Che cosa incide il taglio, quando incide un corpo? Prima di tutto, si potrebbe dire, incide una materia. È tramite questa operazione che il corpo “si fa” a partire dalle vibrazioni di un puro flusso di materia che, se non fosse in qual modo inciso, non darebbe a vedere nulla. È questo un tipo di taglio che non può mai permettersi di arrivare fino in fondo, un taglio sul posto, una circoncisione che lungi dallo spezzare il continuum su cui opera, lo ripiega e consente lo stagliarsi di un’immagine, che lasci dietro un po’ di sé per potersi esporre. Un gioco di inquadrature e fuochi, per restare alla metafora fotografica che l’ontologia di Bergson – qui in questione – chiama in causa, per passare da un’immagine all’altra, da una percezione all’altra, senza permettere che esse si risolvano nel possesso di qualcuno o nella coscienza di un soggetto integro. E l’inquadratura in fondo non è che un ri-taglio di realtà senza cui lo sguardo non potrebbe fissarsi, ossessionarsi. È questo che succede, infatti, quando si abbandona la metafora esplicativa dell’ontologia e si cerca di penetrare nelle singolarità metamorfica di quelle vite che non si lasciano accidentalizzare e portano le proprie cicatrici a margine d’occhio, facendo così di ogni cicatrice «l’esperienza visiva di una contrazione, all’interno del presente vivente, di tutti gli istanti che da quella visione ci separano» (p. 68).

 

Proprio come il taglio può essere il “colpo d’occhio” di una macchina fotografica, così non c’è taglio che non sia visto nel suo essere già cicatrice o cicatrice vista nel suo essere ancora taglio, di modo che lo sguardo replica e accoglie in sé questa incisione, in una mise en abîme di taglio e occhio dove si mette in moto tutta una memoria autobiografica mai con se stessa coincidente.

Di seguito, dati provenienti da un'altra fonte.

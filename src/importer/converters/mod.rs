// ==========================================
// Roster import - entity converters
// ==========================================
// One converter per entity. Common shape per row:
//   blank identity → skip
//   coerce → resolve parents (required unresolved → skip)
//   persist via upsert → tally
// Row-level store errors are counted and the batch continues;
// everything else aborts the run.
// ==========================================

pub mod account;
pub mod geo;
pub mod org;
pub mod people;
pub mod tally;

use crate::config::ColumnMapping;
use crate::domain::{ConversionReport, EntityKind, SkipReason, UpsertAction};
use crate::importer::duplicates::detect_duplicates;
use crate::importer::error::{ImportError, ImportResult};
use crate::importer::row::SheetRow;
use crate::repository::RecordStore;
use rusqlite::types::Value;
use tracing::{error, info, instrument, warn};

pub use account::AccountConverter;
pub use geo::{
    DepartmentConverter, ElectoralSeatConverter, MunicipalityConverter, PollingPlaceConverter,
    ProvinceConverter,
};
pub use org::{CoordinatorConverter, GroupConverter, LeaderConverter};
pub use people::{NotaryConverter, OperatorConverter};
pub use tally::TallySheetConverter;

/// Store handle + column mapping shared by every converter of a run
pub struct ConversionContext<'a> {
    pub store: &'a RecordStore,
    pub columns: &'a ColumnMapping,
}

#[derive(Debug, Clone, PartialEq)]
pub enum RowOutcome {
    /// One action per persisted record (tally rows may persist several)
    Written(Vec<UpsertAction>),
    Skipped(SkipReason),
}

impl RowOutcome {
    pub fn written(action: UpsertAction) -> Self {
        RowOutcome::Written(vec![action])
    }

    pub fn blank(column: &str) -> Self {
        RowOutcome::Skipped(SkipReason::BlankIdentity {
            column: column.to_string(),
        })
    }

    pub fn parent_not_found(parent: EntityKind, reference: impl Into<String>) -> Self {
        RowOutcome::Skipped(SkipReason::ParentNotFound {
            parent,
            reference: reference.into(),
        })
    }
}

pub trait EntityConverter {
    fn kind(&self) -> EntityKind;

    /// Identity values of a row, used for in-batch duplicate detection
    fn identities(&self, ctx: &ConversionContext<'_>, row: &SheetRow) -> Vec<String>;

    /// Convert and persist one row
    ///
    /// Converters that drop items inside an accepted row record them on `report`.
    fn convert_row(
        &self,
        ctx: &ConversionContext<'_>,
        row: &SheetRow,
        report: &mut ConversionReport,
    ) -> ImportResult<RowOutcome>;

    /// Convert a whole sheet
    ///
    /// # Errors
    /// Only run-level failures (lost connection, lock poisoning, ...).
    #[instrument(skip_all, fields(entity = %self.kind(), sheet = sheet))]
    fn convert(
        &self,
        ctx: &ConversionContext<'_>,
        sheet: &str,
        rows: &[SheetRow],
    ) -> ImportResult<ConversionReport> {
        let kind = self.kind();
        let mut report = ConversionReport::new(kind, sheet);
        report.rows_read = rows.len();

        for (row_number, key) in detect_duplicates(rows, |row| self.identities(ctx, row)) {
            warn!(entity = %kind, row = row_number, key = %key, "duplicate identity in sheet");
            report.record_duplicate(row_number, &key);
        }

        for row in rows {
            match self.convert_row(ctx, row, &mut report) {
                Ok(RowOutcome::Written(actions)) => {
                    for action in actions {
                        report.record_write(action);
                    }
                }
                Ok(RowOutcome::Skipped(reason)) => {
                    warn!(entity = %kind, row = row.row_number, %reason, "row skipped");
                    report.record_skip(row.row_number, &reason);
                }
                Err(ImportError::Repository(e)) if e.is_row_level() => {
                    error!(entity = %kind, row = row.row_number, error = %e, "row rejected by store");
                    report.record_error(row.row_number, e.to_string());
                }
                Err(e) => return Err(e),
            }
        }

        info!(
            entity = %kind,
            rows = report.rows_read,
            inserted = report.inserted,
            updated = report.updated,
            skipped = report.skipped,
            errors = report.errors,
            dropped = report.dropped,
            duplicates = report.duplicates,
            "sheet converted"
        );
        Ok(report)
    }
}

/// Converter for an entity kind
pub fn converter_for(kind: EntityKind) -> Box<dyn EntityConverter> {
    match kind {
        EntityKind::Leader => Box::new(LeaderConverter),
        EntityKind::Coordinator => Box::new(CoordinatorConverter),
        EntityKind::Group => Box::new(GroupConverter),
        EntityKind::Department => Box::new(DepartmentConverter),
        EntityKind::Province => Box::new(ProvinceConverter),
        EntityKind::Municipality => Box::new(MunicipalityConverter),
        EntityKind::ElectoralSeat => Box::new(ElectoralSeatConverter),
        EntityKind::PollingPlace => Box::new(PollingPlaceConverter),
        EntityKind::Operator => Box::new(OperatorConverter),
        EntityKind::Notary => Box::new(NotaryConverter),
        EntityKind::TallySheet => Box::new(TallySheetConverter),
        EntityKind::Account => Box::new(AccountConverter),
    }
}

/// Blank optional text is stored as NULL
pub(crate) fn nullable(value: Option<String>) -> Value {
    match value {
        Some(text) => Value::Text(text),
        None => Value::Null,
    }
}

/// Identity list with blank values omitted
pub(crate) fn identity(value: Option<String>) -> Vec<String> {
    value.into_iter().collect()
}

/// "<parent> / <name>" identity of a child unique within its parent
pub(crate) fn scoped_identity(parent: Option<String>, name: Option<String>) -> Vec<String> {
    match (parent, name) {
        (Some(parent), Some(name)) => vec![format!("{} / {}", parent, name)],
        _ => Vec::new(),
    }
}

#[cfg(test)]
pub(crate) mod test_support {
    use super::*;

    pub fn store() -> RecordStore {
        let store = RecordStore::open_in_memory().unwrap();
        store.build_schema().unwrap();
        store
    }

    pub fn run(
        store: &RecordStore,
        columns: &ColumnMapping,
        kind: EntityKind,
        rows: Vec<SheetRow>,
    ) -> ConversionReport {
        let ctx = ConversionContext { store, columns };
        converter_for(kind)
            .convert(&ctx, kind.default_sheet_name(), &rows)
            .unwrap()
    }

    /// Department "La Paz" → province "Murillo" (urban) → municipality "El Alto"
    /// → seats "A" and "B", each with a polling place named "Central"
    pub fn seed_geography(store: &RecordStore, columns: &ColumnMapping) {
        run(
            store,
            columns,
            EntityKind::Department,
            vec![SheetRow::new(2).with_cell("nombre", "La Paz")],
        );
        run(
            store,
            columns,
            EntityKind::Province,
            vec![SheetRow::new(2)
                .with_cell("departamento", "La Paz")
                .with_cell("nombre", "Murillo")
                .with_cell("es_urbano", "si")],
        );
        run(
            store,
            columns,
            EntityKind::Municipality,
            vec![SheetRow::new(2)
                .with_cell("provincia", "Murillo")
                .with_cell("nombre", "El Alto")],
        );
        run(
            store,
            columns,
            EntityKind::ElectoralSeat,
            vec![
                SheetRow::new(2)
                    .with_cell("municipio", "El Alto")
                    .with_cell("nombre", "A"),
                SheetRow::new(3)
                    .with_cell("municipio", "El Alto")
                    .with_cell("nombre", "B"),
            ],
        );
        run(
            store,
            columns,
            EntityKind::PollingPlace,
            vec![
                SheetRow::new(2)
                    .with_cell("asiento_electoral", "A")
                    .with_cell("nombre", "Central")
                    .with_cell("direccion", "Av. 6 de Marzo"),
                SheetRow::new(3)
                    .with_cell("asiento_electoral", "B")
                    .with_cell("nombre", "Central")
                    .with_cell("distrito", 4_i64),
            ],
        );
    }

    /// Leader "Ana" → coordinator 100 → group "G1"
    pub fn seed_organization(store: &RecordStore, columns: &ColumnMapping) {
        run(
            store,
            columns,
            EntityKind::Leader,
            vec![SheetRow::new(2).with_cell("nombre", "Ana")],
        );
        run(
            store,
            columns,
            EntityKind::Coordinator,
            vec![SheetRow::new(2)
                .with_cell("jefe", "Ana")
                .with_cell("nombre", "Carla")
                .with_cell("ci", "100")],
        );
        run(
            store,
            columns,
            EntityKind::Group,
            vec![SheetRow::new(2)
                .with_cell("coordinador_ci", 100_i64)
                .with_cell("nombre", "G1")],
        );
    }

    pub fn scalar_i64(store: &RecordStore, sql: &str) -> i64 {
        let conn = store.connection();
        let conn = conn.lock().unwrap();
        conn.query_row(sql, [], |row| row.get(0)).unwrap()
    }

    pub fn scalar_opt_text(store: &RecordStore, sql: &str) -> Option<String> {
        let conn = store.connection();
        let conn = conn.lock().unwrap();
        conn.query_row(sql, [], |row| row.get(0)).unwrap()
    }
}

Forse non c’è emblema più grande, per restituire questo aspetto, di quel primo capitolo dell’Ulisse in cui Stephen Dedalus, completamente estraneo a ogni considerazione di ordine paterno, accoglie nei suoi occhi tutto il mare che gli si stende innanzi come la ferita della madre – genitivo oggettivo e soggettivo – che, già morta, non smette mai di divenire-morente in sua compagnia. Si potrebbe azzardare, per riassumere questo filone con dei rimandi più precisi ai testi della raccolta, Rocco Ronchi e Riccardo Panattoni: con e contro.

 

Che sia nella forma di un’emersione, di un distaccamento, di un’iscrizione o di un’articolazione, però, sembra che il taglio non si dia a pensare senza il necessario correlato del corpo, di cui pare essere un’affezione o l’affezione per antonomasia. Così come nessun corpo può lasciarsi cogliere senza l’incisione di un taglio che lo consegni, se non all’afferrabilità del concetto o della catena significante, almeno ad una visione. Forse allora il taglio può qualcosa del corpo, come il corpo può qualcosa del taglio e non sono più pensabili l’uno senza l’altro. Così è sempre al corpo che si torna: sia esso il corpo vissuto, il corpo del mondo, il corpo della materia, il corpo del testo, il corpo della voce o quant’altro. In ogni caso e tra tutti questi corpi si tratta di scoprire quel taglio che è anche già messa in comunicazione perché, per giocare un po’ con gli intenti dell’intervento di Federico Leoni e qui collezionato, forse non ci sono corpi e “relazioni di taglio”, ma solo un taglio assoluto e «questo taglio assoluto, che non taglia nulla e non taglia via nulla, crea, questo sì, effetti di corpo e di anima, effetti di godimento e di desiderio, ma quanto a lui è un punto di desiderio come godimento e di godimento come desiderio, un punto di indiscernibilità» (p. 53). E indiscernibilità quindi, anche, tra corpo e taglio, nel moto di un unico gesto – quasi da sarto bricoleur – di cui non si tratterebbe tanto di fare il punto, bensì, piuttosto, con il quale fare punto.